DATA SECTION:
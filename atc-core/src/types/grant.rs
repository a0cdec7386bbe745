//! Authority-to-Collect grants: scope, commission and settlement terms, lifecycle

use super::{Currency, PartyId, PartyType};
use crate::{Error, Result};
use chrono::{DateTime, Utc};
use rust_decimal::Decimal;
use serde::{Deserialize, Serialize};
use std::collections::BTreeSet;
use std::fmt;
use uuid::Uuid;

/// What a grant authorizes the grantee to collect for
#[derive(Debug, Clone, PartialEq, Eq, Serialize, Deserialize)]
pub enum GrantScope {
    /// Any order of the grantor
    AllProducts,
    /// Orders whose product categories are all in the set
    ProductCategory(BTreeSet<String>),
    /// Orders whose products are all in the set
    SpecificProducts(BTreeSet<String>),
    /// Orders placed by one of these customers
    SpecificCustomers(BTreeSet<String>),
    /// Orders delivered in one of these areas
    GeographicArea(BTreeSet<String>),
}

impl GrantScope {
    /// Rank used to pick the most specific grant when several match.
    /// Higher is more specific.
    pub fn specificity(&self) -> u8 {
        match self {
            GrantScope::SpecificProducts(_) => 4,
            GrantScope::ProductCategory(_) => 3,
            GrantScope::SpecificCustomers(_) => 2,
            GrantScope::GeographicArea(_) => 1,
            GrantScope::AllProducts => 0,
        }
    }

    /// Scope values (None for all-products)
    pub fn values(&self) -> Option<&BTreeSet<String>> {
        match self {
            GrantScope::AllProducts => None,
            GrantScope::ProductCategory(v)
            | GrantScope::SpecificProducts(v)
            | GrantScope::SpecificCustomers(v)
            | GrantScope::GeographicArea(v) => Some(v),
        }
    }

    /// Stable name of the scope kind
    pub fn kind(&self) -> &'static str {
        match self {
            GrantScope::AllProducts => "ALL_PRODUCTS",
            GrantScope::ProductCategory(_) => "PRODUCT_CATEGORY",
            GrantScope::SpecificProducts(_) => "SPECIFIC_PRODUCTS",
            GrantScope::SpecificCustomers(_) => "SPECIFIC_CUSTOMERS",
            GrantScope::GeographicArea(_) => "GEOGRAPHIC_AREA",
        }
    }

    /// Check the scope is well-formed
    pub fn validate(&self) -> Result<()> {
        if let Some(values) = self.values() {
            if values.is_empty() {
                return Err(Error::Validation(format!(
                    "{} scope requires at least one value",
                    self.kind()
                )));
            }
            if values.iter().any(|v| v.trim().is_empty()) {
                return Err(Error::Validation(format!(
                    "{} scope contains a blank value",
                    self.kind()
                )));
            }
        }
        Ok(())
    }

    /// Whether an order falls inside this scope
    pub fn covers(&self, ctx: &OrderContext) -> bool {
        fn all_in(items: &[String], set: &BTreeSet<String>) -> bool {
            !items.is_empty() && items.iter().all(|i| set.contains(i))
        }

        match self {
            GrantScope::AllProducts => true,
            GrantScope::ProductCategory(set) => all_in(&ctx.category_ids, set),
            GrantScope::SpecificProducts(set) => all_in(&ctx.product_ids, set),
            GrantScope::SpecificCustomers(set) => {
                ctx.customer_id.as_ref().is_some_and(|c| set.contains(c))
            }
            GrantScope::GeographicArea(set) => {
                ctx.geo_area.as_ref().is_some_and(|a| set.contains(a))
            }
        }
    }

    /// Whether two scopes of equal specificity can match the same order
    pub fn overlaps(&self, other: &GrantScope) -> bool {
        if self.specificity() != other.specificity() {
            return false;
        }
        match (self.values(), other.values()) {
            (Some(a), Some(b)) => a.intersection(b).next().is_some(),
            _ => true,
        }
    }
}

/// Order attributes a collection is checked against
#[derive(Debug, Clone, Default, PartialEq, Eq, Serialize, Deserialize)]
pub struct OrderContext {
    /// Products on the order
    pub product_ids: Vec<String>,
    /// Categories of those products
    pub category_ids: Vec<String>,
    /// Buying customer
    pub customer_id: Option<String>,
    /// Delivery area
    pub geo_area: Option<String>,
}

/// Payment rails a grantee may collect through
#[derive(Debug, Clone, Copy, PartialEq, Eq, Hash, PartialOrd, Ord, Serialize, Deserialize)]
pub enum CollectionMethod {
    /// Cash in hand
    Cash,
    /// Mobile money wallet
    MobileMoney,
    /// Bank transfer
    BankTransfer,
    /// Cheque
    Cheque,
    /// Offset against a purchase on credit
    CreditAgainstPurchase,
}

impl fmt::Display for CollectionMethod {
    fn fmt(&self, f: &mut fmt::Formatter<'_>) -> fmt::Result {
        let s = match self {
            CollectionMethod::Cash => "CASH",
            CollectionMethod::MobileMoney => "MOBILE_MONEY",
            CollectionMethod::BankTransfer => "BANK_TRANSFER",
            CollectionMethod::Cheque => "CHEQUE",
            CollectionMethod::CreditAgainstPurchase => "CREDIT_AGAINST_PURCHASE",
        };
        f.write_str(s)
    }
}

REQUIRED WORK:
Both the first line of the records above and the line containing "GrantScope::ProductCategory(v)" are to be transcribed exactly, together with every line between them, and nothing else.

RESPONSE TO THIS TASK:
filename atc-core/src/types/grant.rs
repository a0cdec7386bbe745
//! Authority-to-Collect grants: scope, commission and settlement terms, lifecycle

use super::{Currency, PartyId, PartyType};
use crate::{Error, Result};
use chrono::{DateTime, Utc};
use rust_decimal::Decimal;
use serde::{Deserialize, Serialize};
use std::collections::BTreeSet;
use std::fmt;
use uuid::Uuid;

/// What a grant authorizes the grantee to collect for
#[derive(Debug, Clone, PartialEq, Eq, Serialize, Deserialize)]
pub enum GrantScope {
    /// Any order of the grantor
    AllProducts,
    /// Orders whose product categories are all in the set
    ProductCategory(BTreeSet<String>),
    /// Orders whose products are all in the set
    SpecificProducts(BTreeSet<String>),
    /// Orders placed by one of these customers
    SpecificCustomers(BTreeSet<String>),
    /// Orders delivered in one of these areas
    GeographicArea(BTreeSet<String>),
}

impl GrantScope {
    /// Rank used to pick the most specific grant when several match.
    /// Higher is more specific.
    pub fn specificity(&self) -> u8 {
        match self {
            GrantScope::SpecificProducts(_) => 4,
            GrantScope::ProductCategory(_) => 3,
            GrantScope::SpecificCustomers(_) => 2,
            GrantScope::GeographicArea(_) => 1,
            GrantScope::AllProducts => 0,
        }
    }

    /// Scope values (None for all-products)
    pub fn values(&self) -> Option<&BTreeSet<String>> {
        match self {
            GrantScope::AllProducts => None,
            GrantScope::ProductCategory(v)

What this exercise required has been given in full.